Tuesday, July 5, 2011

Background

About us: I'm in my 20's and my husband is in his early 30's. We've been blissfully married for 4+ years, together for 7+. By today's standards, in our area, I married young. Immediately after we got married (realistically, it was for many years before), I knew that I wanted to be a mother and we tried to see if we could conceive naturally. Since I was young, there was no concern. Time was our friend and we figured that my irregular periods were the culprit. Three years into the marriage, I started to wonder if there was something more that was preventing pregnancy and went to a highly recommended doctor. He performed a series of tests and a laparascopy and determined that I have PCOS and mild Endometriosis. The doctor remarked that he was happy that I had come in at a young age and that he didn't recommend that we wait to start getting serious about our fertility. He said that as soon as we were ready to try to get pregnant with intervention, he would put me on Clomid and Metformin. An optimist at the time, I figured we could wait a little while before we turned to the meds.

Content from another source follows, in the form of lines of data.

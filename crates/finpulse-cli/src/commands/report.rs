//! Report command implementation

use anyhow::{Context, Result};
use finpulse_core::report::{build_report, FinanceReport};
use finpulse_core::Config;

use super::{prepare, Prepared};
use crate::cli::InputArgs;

pub fn report_for(config: &Config, prepared: &Prepared) -> FinanceReport {
    build_report(
        config,
        prepared.period,
        &prepared.dataset.accounts,
        &prepared.dataset.transactions,
        prepared.now,
    )
}

/// Print the combined report as compact grounding JSON
pub fn cmd_report(config: &Config, args: &InputArgs) -> Result<()> {
    let prepared = prepare(config, args)?;
    let report = report_for(config, &prepared);
    let json = report
        .to_grounding_json()
        .context("Failed to serialize report")?;
    println!("{}", json);
    Ok(())
}
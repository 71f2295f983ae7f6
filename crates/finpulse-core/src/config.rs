//! Configuration
//!
//! Built once at process start and passed down explicitly; nothing in the
//! aggregation core reads the environment.
//!
//! ## Resolution
//!
//! 1. An explicit path (e.g. `--config`) must exist and parse
//! 2. Otherwise the platform config file (~/.config/finpulse/config.toml) if present
//! 3. Otherwise built-in defaults
//!
//! ```toml
//! [snapshot]
//! default_period = "3M"
//!
//! [evaluation]
//! dashboard_route = "/dashboard"
//! connections_route = "/settings/connections"
//! currency_symbol = "$"
//! ```

use std::fs;
use std::path::{Path, PathBuf};

use serde::{Deserialize, Serialize};

use crate::error::{Error, Result};
use crate::models::Period;

#[derive(Debug, Clone, Default, PartialEq, Serialize)]
pub struct Config {
    pub snapshot: SnapshotSettings,
    pub evaluation: EvaluationConfig,
}

#[derive(Debug, Clone, Default, PartialEq, Serialize)]
pub struct SnapshotSettings {
    /// Period used when the caller doesn't pick one
    pub default_period: Period,
}

/// Settings the evaluation engine needs for its text and links
#[derive(Debug, Clone, PartialEq, Serialize)]
pub struct EvaluationConfig {
    pub dashboard_route: String,
    pub connections_route: String,
    /// Prefix for amounts when the snapshot currency is unknown or USD
    pub currency_symbol: String,
}

impl Default for EvaluationConfig {
    fn default() -> Self {
        Self {
            dashboard_route: "/dashboard".to_string(),
            connections_route: "/connections".to_string(),
            currency_symbol: "$".to_string(),
        }
    }
}

impl Config {
    /// Load config using the resolution order above
    pub fn load(explicit: Option<&Path>) -> Result<Self> {
        match explicit {
            Some(path) => {
                if !path.exists() {
                    return Err(Error::Config(format!(
                        "Config file not found: {}",
                        path.display()
                    )));
                }
                Self::from_file(path)
            }
            None => match default_config_path() {
                Some(path) if path.exists() => Self::from_file(&path),
                _ => Ok(Self::default()),
            },
        }
    }

    pub fn from_file(path: &Path) -> Result<Self> {
        let content = fs::read_to_string(path)
            .map_err(|e| Error::Config(format!("Failed to read {}: {}", path.display(), e)))?;
        let config = Self::from_toml(&content)?;
        tracing::debug!(path = %path.display(), "Loaded config");
        Ok(config)
    }

    /// Parse TOML, layering any provided values over the defaults
    pub fn from_toml(content: &str) -> Result<Self> {
        let raw: RawConfig = toml::from_str(content)
            .map_err(|e| Error::Config(format!("Invalid config TOML: {}", e)))?;

        let mut config = Config::default();

        if let Some(snapshot) = raw.snapshot {
            if let Some(period) = snapshot.default_period {
                config.snapshot.default_period = period.parse().map_err(Error::Config)?;
            }
        }

        if let Some(evaluation) = raw.evaluation {
            if let Some(route) = evaluation.dashboard_route {
                config.evaluation.dashboard_route = route;
            }
            if let Some(route) = evaluation.connections_route {
                config.evaluation.connections_route = route;
            }
            if let Some(symbol) = evaluation.currency_symbol {
                config.evaluation.currency_symbol = symbol;
            }
        }

        Ok(config)
    }
}

/// Default config location
pub fn default_config_path() -> Option<PathBuf> {
    dirs::config_dir().map(|d| d.join("finpulse").join("config.toml"))
}

#[derive(Debug, Deserialize)]
#[serde(deny_unknown_fields)]
struct RawConfig {
    snapshot: Option<RawSnapshot>,
    evaluation: Option<RawEvaluation>,
}

#[derive(Debug, Deserialize)]
#[serde(deny_unknown_fields)]
struct RawSnapshot {
    default_period: Option<String>,
}

#[derive(Debug, Deserialize)]
#[serde(deny_unknown_fields)]
struct RawEvaluation {
    dashboard_route: Option<String>,
    connections_route: Option<String>,
    currency_symbol: Option<String>,
}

Recently, we decided it was time to get really serious about having a baby. I scheduled an appointment and went in. The fertility doc requested genetic tests and they all came back with no issues. The doctor mentioned my husband needed to come in for a sperm analysis and then we could start trying the Clomid. Before we got the Clomid, we got my husband's results: 16 mil sperm, 13% motility and 1% morphology. So this is where we are at currently. My husband has to go back in for another SA to make sure the results are accurate. The Clomid is on hold. Our follow-up appointment is in late August and I am finding it really hard to wait. I want to know what his results are now, and I want to have a conversation with our doctor right away. I hate the wait.

I've read up on hours and hours of research and it looks like the morphology and motility are very concerning and IVF/ICSI may be our best option. Now, I'm not a doctor and this is a guess. Who knows what his recommendation will be. In the meantime, all sorts of thoughts are going through my head. Are we ever going to be parents? How many times will we be able to try fertility treatments before our insurance won't be able to cover them or before we tire out and give up? Are we going to end up adopting?

I do have to say though that I am glad that one thing is still on my side: time. I'm young and I'm certainly thankful that I'm not getting this news much later in life.